DIRECTIONS: Print out the data below. Do not alter a single line.

EXTRACTED DATA:
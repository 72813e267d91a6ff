use axum::{
    extract::{Multipart, State},
    http::StatusCode,
    response::{IntoResponse, Response},
    Json,
};
use tracing::{info, warn};

use gcn_core::api_types::ExtractResponse;
use gcn_core::Document;
use gcn_extraction::LogProgress;

use super::error_response;
use crate::state::AppState;

/// POST /api/extract — run every uploaded file through the extraction pipeline.
///
/// Each multipart part carrying a file name is one document. Documents are processed
/// in upload order; failures are listed in the response next to the successful rows.
pub async fn extract_documents(
    State(state): State<AppState>,
    mut multipart: Multipart,
) -> Response {
    let mut documents = Vec::new();

    loop {
        let field = match multipart.next_field().await {
            Ok(Some(field)) => field,
            Ok(None) => break,
            Err(e) => {
                warn!(error = %e, "Rejected malformed multipart upload");
                return error_response(StatusCode::BAD_REQUEST, e.body_text());
            }
        };

        let Some(name) = field.file_name().map(str::to_owned) else {
            continue;
        };

        match field.bytes().await {
            Ok(bytes) => documents.push(Document::new(name, bytes.to_vec())),
            Err(e) => {
                warn!(file = %name, error = %e, "Failed to read uploaded file");
                return error_response(e.status(), e.body_text());
            }
        }
    }

    if documents.is_empty() {
        return error_response(StatusCode::BAD_REQUEST, "no files were uploaded");
    }

    info!(count = documents.len(), "Received documents for extraction");

    let report = state.pipeline.extract_batch(&documents, &LogProgress).await;

    (StatusCode::OK, Json(ExtractResponse::from(report))).into_response()
}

WRITTEN SOLUTION:
repository 72813e267d91a6ff
use axum::{
    extract::{Multipart, State},
    http::StatusCode,
    response::{IntoResponse, Response},
    Json,
};
use tracing::{info, warn};

use gcn_core::api_types::ExtractResponse;
use gcn_core::Document;
use gcn_extraction::LogProgress;

use super::error_response;
use crate::state::AppState;

/// POST /api/extract — run every uploaded file through the extraction pipeline.
///
/// Each multipart part carrying a file name is one document. Documents are processed
/// in upload order; failures are listed in the response next to the successful rows.
pub async fn extract_documents(
    State(state): State<AppState>,
    mut multipart: Multipart,
) -> Response {
    let mut documents = Vec::new();

    loop {
        let field = match multipart.next_field().await {
            Ok(Some(field)) => field,
            Ok(None) => break,
            Err(e) => {
                warn!(error = %e, "Rejected malformed multipart upload");
                return error_response(StatusCode::BAD_REQUEST, e.body_text());
            }
        };

        let Some(name) = field.file_name().map(str::to_owned) else {
            continue;
        };

        match field.bytes().await {
            Ok(bytes) => documents.push(Document::new(name, bytes.to_vec())),
            Err(e) => {
                warn!(file = %name, error = %e, "Failed to read uploaded file");
                return error_response(e.status(), e.body_text());
            }
        }
    }

    if documents.is_empty() {
        return error_response(StatusCode::BAD_REQUEST, "no files were uploaded");
    }

    info!(count = documents.len(), "Received documents for extraction");

    let report = state.pipeline.extract_batch(&documents, &LogProgress).await;

    (StatusCode::OK, Json(ExtractResponse::from(report))).into_response()
}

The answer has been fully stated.